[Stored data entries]
-.-.-

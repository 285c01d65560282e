mod events;

use std::env;
use std::sync::Arc;

use anyhow::Context as _;
use poise::serenity_prelude as serenity;
use tracing::{debug, error, info, warn};
use tracing_subscriber::filter::filter_fn;
use tracing_subscriber::layer::SubscriberExt;
use tracing_subscriber::util::SubscriberInitExt;
use tracing_subscriber::{EnvFilter, Layer};

use rustls::crypto::ring::default_provider;
use sqlx::postgres::PgPoolOptions;

use vigil_core::{BotSettings, Data, Error};
use vigil_database::{CacheService, Database, GuildStore, MIGRATOR, MemoryStore};
use vigil_utils::embed::error_embed;

#[tokio::main]
async fn main() -> anyhow::Result<()> {
    // Load the .env file before RUST_LOG is read
    dotenvy::dotenv().ok();
    init_tracing();

    default_provider()
        .install_default()
        .map_err(|_| anyhow::anyhow!("failed to install rustls ring provider"))?;

    let token = env::var("DISCORD_TOKEN").context("DISCORD_TOKEN must be set")?;
    let guild_id = match env_non_empty("DISCORD_GUILD_ID") {
        Some(raw) => Some(serenity::GuildId::new(
            raw.parse::<std::num::NonZeroU64>()
                .context("DISCORD_GUILD_ID must be a non-zero integer")?
                .get(),
        )),
        None => None,
    };

    let settings = Arc::new(BotSettings::from_env()?);
    info!(
        website_url = %settings.website_url,
        default_max_warns = settings.default_max_warns,
        "Bot settings loaded."
    );

    let store = connect_store(&settings).await?;

    let intents = serenity::GatewayIntents::GUILDS | serenity::GatewayIntents::GUILD_MEMBERS;

    let framework = poise::Framework::builder()
        .options(poise::FrameworkOptions {
            commands: vigil_commands::commands(),
            event_handler: |ctx, event, framework, data| {
                Box::pin(handle_event(ctx, event, framework, data))
            },
            on_error: |error| Box::pin(on_error(error)),
            ..Default::default()
        })
        .setup(move |ctx, _ready, framework| {
            let store = store.clone();
            let settings = settings.clone();
            Box::pin(async move {
                match guild_id {
                    Some(guild_id) => {
                        poise::builtins::register_in_guild(
                            ctx,
                            &framework.options().commands,
                            guild_id,
                        )
                        .await?;
                        info!(guild_id = guild_id.get(), "Commands registered in guild.");
                    }
                    None => {
                        poise::builtins::register_globally(ctx, &framework.options().commands)
                            .await?;
                        info!("Commands registered globally.");
                    }
                }

                Ok(Data { store, settings })
            })
        })
        .build();

    info!("Vigil is connecting...");

    let mut client = serenity::ClientBuilder::new(token, intents)
        .framework(framework)
        .await?;

    client.start().await?;
    Ok(())
}

/// `RUST_LOG` wins when set; otherwise INFO with serenity's shard chatter muted.
fn init_tracing() {
    let fmt_layer = tracing_subscriber::fmt::layer();

    match EnvFilter::try_from_default_env() {
        Ok(env_filter) => tracing_subscriber::registry()
            .with(fmt_layer.with_filter(env_filter))
            .init(),
        Err(_) => tracing_subscriber::registry()
            .with(fmt_layer.with_filter(filter_fn(|metadata| {
                let target = metadata.target();

                let within_info_level = *metadata.level() <= tracing::Level::INFO;
                if !within_info_level {
                    return false;
                }

                !(target.starts_with("serenity::gateway::bridge::shard_manager")
                    || target.starts_with("serenity::gateway::bridge::shard_runner"))
            })))
            .init(),
    }
}

/// Postgres when `DATABASE_URL` is set, otherwise an in-process store.
async fn connect_store(settings: &BotSettings) -> anyhow::Result<Arc<dyn GuildStore>> {
    let Some(database_url) = env_non_empty("DATABASE_URL") else {
        warn!("DATABASE_URL is not set; using the in-memory store. Data will not survive a restart.");
        return Ok(Arc::new(MemoryStore::new(settings.guild_defaults())));
    };

    let max_connections = u32::try_from(env_u64("DATABASE_MAX_CONNECTIONS", 5)).unwrap_or(5);
    let db_pool = PgPoolOptions::new()
        .max_connections(max_connections)
        .connect(&database_url)
        .await
        .context("failed to connect to PostgreSQL")?;
    info!(max_connections, "PostgreSQL connection established.");

    let cache = connect_cache().await;
    let db = Database::with_cache(db_pool, cache).with_default_settings(settings.guild_defaults());

    if env_bool("AUTO_RUN_MIGRATIONS", true) {
        MIGRATOR.run(db.pool()).await?;
        info!("Database migrations applied.");
    } else {
        info!("Auto migrations disabled (set AUTO_RUN_MIGRATIONS=true to run at startup).");
    }

    Ok(Arc::new(db))
}

async fn connect_cache() -> CacheService {
    let redis_key_prefix =
        env::var("REDIS_KEY_PREFIX").unwrap_or_else(|_| "vigil:prod".to_string());

    if !env_bool("REDIS_ENABLED", false) {
        info!("Redis cache disabled (set REDIS_ENABLED=true to enable).");
        return CacheService::disabled(redis_key_prefix);
    }

    let cache = match env::var("REDIS_URL") {
        Ok(redis_url) => match CacheService::redis(&redis_url, redis_key_prefix.clone()) {
            Ok(cache) => {
                info!(key_prefix = %redis_key_prefix, "Redis cache enabled.");
                cache
            }
            Err(err) => {
                warn!(?err, key_prefix = %redis_key_prefix, "Failed to initialize Redis cache; continuing with DB-only mode.");
                return CacheService::disabled(redis_key_prefix);
            }
        },
        Err(_) => {
            warn!(key_prefix = %redis_key_prefix, "REDIS_ENABLED=true but REDIS_URL is missing; continuing with DB-only mode.");
            return CacheService::disabled(redis_key_prefix);
        }
    };

    if let Err(err) = cache.ping().await {
        warn!(
            ?err,
            "Redis cache ping failed; cache operations will continue with fallback behavior."
        );
    } else {
        info!("Redis cache health check passed.");
    }

    cache
}

fn env_non_empty(key: &str) -> Option<String> {
    env::var(key)
        .ok()
        .map(|value| value.trim().to_owned())
        .filter(|value| !value.is_empty())
}

fn env_bool(key: &str, default: bool) -> bool {
    match env::var(key) {
        Ok(value) => matches!(
            value.trim().to_ascii_lowercase().as_str(),
            "1" | "true" | "yes" | "on"
        ),
        Err(_) => default,
    }
}

fn env_u64(key: &str, default: u64) -> u64 {
    match env::var(key) {
        Ok(value) => value.trim().parse::<u64>().unwrap_or(default),
        Err(_) => default,
    }
}

async fn on_error(error: poise::FrameworkError<'_, Data, Error>) {
    match error {
        poise::FrameworkError::Command { error, ctx, .. } => {
            error!(
                ?error,
                command = %ctx.command().qualified_name,
                "command error"
            );

            let embed = error_embed(
                "Command Error",
                "Something went wrong while running this command.",
            );

            let _ = ctx
                .send(poise::CreateReply::default().ephemeral(true).embed(embed))
                .await;
        }
        poise::FrameworkError::ArgumentParse { ctx, input, .. } => {
            let usage = format!("Usage: `/{}`", ctx.command().qualified_name);
            let description = if let Some(input) = input {
                format!("Invalid argument: `{}`\n{}", input, usage)
            } else {
                format!("Missing required argument.\n{}", usage)
            };

            let _ = ctx
                .send(
                    poise::CreateReply::default()
                        .ephemeral(true)
                        .embed(error_embed("Invalid Input", description)),
                )
                .await;
        }
        poise::FrameworkError::UnknownInteraction { interaction, .. } => {
            debug!(command = %interaction.data.name, "unknown interaction");
        }
        other => {
            error!(?other, "framework error");
        }
    }
}

async fn handle_event(
    ctx: &serenity::Context,
    event: &serenity::FullEvent,
    framework: poise::FrameworkContext<'_, Data, Error>,
    data: &Data,
) -> Result<(), Error> {
    match event {
        serenity::FullEvent::Ready { data_about_bot } => {
            info!(
                user = %data_about_bot.user.name,
                guilds = data_about_bot.guilds.len(),
                "Vigil is ready."
            );
        }
        serenity::FullEvent::GuildMemberAddition { new_member } => {
            events::member_join::handle_member_join(ctx, framework, data, new_member).await;
        }
        _ => {}
    }

    Ok(())
}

-.-.-

→ **What this task involves**
Wherever the string "PgPoolOptions" is found in the entries, copy the line it sits in.

→ **Exercise result**
use sqlx::postgres::PgPoolOptions;
    let db_pool = PgPoolOptions::new()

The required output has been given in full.